### Task prompt
The answer should be an exact repeat of the stretch of material below from the line containing "impl fmt::Display for PredicateType" through the line containing "a negative, ...)".

__________________________________________________

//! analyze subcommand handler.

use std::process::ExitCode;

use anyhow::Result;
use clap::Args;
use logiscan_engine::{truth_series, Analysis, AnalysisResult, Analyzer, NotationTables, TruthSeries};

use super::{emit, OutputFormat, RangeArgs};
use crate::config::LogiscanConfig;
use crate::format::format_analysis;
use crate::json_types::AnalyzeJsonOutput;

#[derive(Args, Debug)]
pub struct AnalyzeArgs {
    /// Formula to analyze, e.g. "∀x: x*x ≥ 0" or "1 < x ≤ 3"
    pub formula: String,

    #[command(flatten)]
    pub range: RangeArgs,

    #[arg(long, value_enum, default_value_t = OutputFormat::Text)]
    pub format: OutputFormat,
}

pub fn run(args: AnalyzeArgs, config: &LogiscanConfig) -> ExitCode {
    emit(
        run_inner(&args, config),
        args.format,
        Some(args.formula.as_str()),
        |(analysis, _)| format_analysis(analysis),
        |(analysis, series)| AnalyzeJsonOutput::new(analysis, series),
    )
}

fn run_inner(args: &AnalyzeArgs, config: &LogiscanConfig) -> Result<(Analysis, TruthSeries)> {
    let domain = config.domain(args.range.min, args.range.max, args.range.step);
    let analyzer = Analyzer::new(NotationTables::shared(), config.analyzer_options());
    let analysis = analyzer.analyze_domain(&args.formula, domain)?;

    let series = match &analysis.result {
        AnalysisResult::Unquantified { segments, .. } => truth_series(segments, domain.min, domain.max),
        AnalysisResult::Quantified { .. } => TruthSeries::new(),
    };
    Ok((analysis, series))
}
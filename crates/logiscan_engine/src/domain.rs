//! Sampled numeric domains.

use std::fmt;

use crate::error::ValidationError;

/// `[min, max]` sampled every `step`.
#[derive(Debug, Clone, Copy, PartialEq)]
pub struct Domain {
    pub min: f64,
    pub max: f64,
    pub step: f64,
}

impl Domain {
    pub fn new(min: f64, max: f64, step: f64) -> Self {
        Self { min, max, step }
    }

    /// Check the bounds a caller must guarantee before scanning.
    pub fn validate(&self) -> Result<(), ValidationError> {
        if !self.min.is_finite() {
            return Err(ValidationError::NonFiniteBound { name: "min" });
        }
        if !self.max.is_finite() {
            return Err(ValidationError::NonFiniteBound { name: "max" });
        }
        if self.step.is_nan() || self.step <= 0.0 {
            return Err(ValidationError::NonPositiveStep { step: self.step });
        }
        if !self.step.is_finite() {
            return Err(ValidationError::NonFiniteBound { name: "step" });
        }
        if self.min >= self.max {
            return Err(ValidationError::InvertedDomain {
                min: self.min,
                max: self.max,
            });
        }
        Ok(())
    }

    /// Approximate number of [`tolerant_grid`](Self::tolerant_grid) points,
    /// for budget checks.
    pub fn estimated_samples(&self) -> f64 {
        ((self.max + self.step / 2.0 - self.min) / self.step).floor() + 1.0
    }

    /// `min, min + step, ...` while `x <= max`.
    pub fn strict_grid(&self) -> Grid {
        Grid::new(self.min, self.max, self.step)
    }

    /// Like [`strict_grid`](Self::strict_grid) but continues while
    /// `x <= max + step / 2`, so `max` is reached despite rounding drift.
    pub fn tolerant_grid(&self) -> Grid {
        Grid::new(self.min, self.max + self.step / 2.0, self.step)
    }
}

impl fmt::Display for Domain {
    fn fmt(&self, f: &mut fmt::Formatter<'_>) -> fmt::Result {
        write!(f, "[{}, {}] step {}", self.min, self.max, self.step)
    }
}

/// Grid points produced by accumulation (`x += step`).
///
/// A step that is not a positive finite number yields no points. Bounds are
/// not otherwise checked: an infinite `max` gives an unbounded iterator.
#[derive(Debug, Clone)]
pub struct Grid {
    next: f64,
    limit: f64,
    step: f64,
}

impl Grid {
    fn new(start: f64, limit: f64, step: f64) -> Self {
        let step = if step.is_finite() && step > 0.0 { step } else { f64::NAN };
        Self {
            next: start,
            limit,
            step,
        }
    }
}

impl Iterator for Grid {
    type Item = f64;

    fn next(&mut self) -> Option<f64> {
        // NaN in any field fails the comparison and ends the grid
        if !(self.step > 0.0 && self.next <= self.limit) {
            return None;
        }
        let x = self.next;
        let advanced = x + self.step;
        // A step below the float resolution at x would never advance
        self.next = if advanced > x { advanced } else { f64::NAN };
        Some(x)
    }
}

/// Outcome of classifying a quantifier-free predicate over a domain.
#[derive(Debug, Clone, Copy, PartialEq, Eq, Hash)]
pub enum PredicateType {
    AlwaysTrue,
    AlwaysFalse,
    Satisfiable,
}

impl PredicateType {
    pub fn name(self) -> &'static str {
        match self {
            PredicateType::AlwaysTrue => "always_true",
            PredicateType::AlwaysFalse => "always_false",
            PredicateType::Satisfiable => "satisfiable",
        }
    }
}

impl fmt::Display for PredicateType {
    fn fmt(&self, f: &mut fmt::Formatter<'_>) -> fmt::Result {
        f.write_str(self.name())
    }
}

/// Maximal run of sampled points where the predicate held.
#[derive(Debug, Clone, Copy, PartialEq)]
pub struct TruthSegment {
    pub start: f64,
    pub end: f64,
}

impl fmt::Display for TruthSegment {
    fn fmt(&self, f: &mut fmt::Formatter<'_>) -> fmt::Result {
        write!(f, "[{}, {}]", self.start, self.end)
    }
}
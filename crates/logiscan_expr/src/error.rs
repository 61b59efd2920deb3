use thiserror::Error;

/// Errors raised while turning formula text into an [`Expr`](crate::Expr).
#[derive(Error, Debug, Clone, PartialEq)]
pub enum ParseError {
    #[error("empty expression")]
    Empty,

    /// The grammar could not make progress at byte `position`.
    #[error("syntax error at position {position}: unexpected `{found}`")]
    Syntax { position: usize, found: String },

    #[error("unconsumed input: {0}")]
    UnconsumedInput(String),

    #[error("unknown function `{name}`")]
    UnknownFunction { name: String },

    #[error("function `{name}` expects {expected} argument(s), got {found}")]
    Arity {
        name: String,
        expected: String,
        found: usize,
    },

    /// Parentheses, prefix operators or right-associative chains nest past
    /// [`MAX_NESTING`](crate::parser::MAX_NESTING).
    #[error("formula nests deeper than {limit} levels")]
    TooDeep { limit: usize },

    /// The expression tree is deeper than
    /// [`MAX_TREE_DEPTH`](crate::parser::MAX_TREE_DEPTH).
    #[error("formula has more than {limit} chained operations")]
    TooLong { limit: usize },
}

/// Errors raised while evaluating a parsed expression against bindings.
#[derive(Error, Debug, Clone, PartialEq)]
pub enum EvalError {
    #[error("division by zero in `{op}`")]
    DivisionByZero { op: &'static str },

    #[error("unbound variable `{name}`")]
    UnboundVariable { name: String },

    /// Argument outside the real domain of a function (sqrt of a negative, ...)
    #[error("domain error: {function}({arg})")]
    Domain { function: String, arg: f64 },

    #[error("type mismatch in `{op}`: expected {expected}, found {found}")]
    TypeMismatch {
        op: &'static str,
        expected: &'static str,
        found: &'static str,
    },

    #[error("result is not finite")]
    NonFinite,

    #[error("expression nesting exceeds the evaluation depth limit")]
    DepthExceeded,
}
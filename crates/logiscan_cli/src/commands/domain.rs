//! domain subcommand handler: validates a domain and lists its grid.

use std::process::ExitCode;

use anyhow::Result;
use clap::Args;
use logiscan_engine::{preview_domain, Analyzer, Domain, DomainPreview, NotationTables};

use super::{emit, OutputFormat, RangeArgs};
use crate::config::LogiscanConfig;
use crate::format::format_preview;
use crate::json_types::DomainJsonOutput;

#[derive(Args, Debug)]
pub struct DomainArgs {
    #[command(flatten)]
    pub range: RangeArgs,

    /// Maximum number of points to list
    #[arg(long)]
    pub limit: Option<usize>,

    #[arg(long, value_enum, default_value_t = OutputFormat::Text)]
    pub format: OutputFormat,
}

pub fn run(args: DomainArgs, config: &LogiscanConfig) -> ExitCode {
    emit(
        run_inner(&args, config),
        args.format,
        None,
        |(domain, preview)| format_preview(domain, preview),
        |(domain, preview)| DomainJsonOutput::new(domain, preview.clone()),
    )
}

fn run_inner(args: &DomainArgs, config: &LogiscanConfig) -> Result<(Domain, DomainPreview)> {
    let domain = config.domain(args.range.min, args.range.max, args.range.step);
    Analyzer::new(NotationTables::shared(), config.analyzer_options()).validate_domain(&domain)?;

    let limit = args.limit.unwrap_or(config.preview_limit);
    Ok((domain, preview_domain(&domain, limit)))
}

__________________________________________________

### Answer box
impl fmt::Display for PredicateType {
    fn fmt(&self, f: &mut fmt::Formatter<'_>) -> fmt::Result {
        f.write_str(self.name())
    }
}

/// Maximal run of sampled points where the predicate held.
#[derive(Debug, Clone, Copy, PartialEq)]
pub struct TruthSegment {
    pub start: f64,
    pub end: f64,
}

impl fmt::Display for TruthSegment {
    fn fmt(&self, f: &mut fmt::Formatter<'_>) -> fmt::Result {
        write!(f, "[{}, {}]", self.start, self.end)
    }
}
filename crates/logiscan_expr/src/error.rs
repository 61b59efd2920deb3
use thiserror::Error;

/// Errors raised while turning formula text into an [`Expr`](crate::Expr).
#[derive(Error, Debug, Clone, PartialEq)]
pub enum ParseError {
    #[error("empty expression")]
    Empty,

    /// The grammar could not make progress at byte `position`.
    #[error("syntax error at position {position}: unexpected `{found}`")]
    Syntax { position: usize, found: String },

    #[error("unconsumed input: {0}")]
    UnconsumedInput(String),

    #[error("unknown function `{name}`")]
    UnknownFunction { name: String },

    #[error("function `{name}` expects {expected} argument(s), got {found}")]
    Arity {
        name: String,
        expected: String,
        found: usize,
    },

    /// Parentheses, prefix operators or right-associative chains nest past
    /// [`MAX_NESTING`](crate::parser::MAX_NESTING).
    #[error("formula nests deeper than {limit} levels")]
    TooDeep { limit: usize },

    /// The expression tree is deeper than
    /// [`MAX_TREE_DEPTH`](crate::parser::MAX_TREE_DEPTH).
    #[error("formula has more than {limit} chained operations")]
    TooLong { limit: usize },
}

/// Errors raised while evaluating a parsed expression against bindings.
#[derive(Error, Debug, Clone, PartialEq)]
pub enum EvalError {
    #[error("division by zero in `{op}`")]
    DivisionByZero { op: &'static str },

    #[error("unbound variable `{name}`")]
    UnboundVariable { name: String },

    /// Argument outside the real domain of a function (sqrt of a negative, ...)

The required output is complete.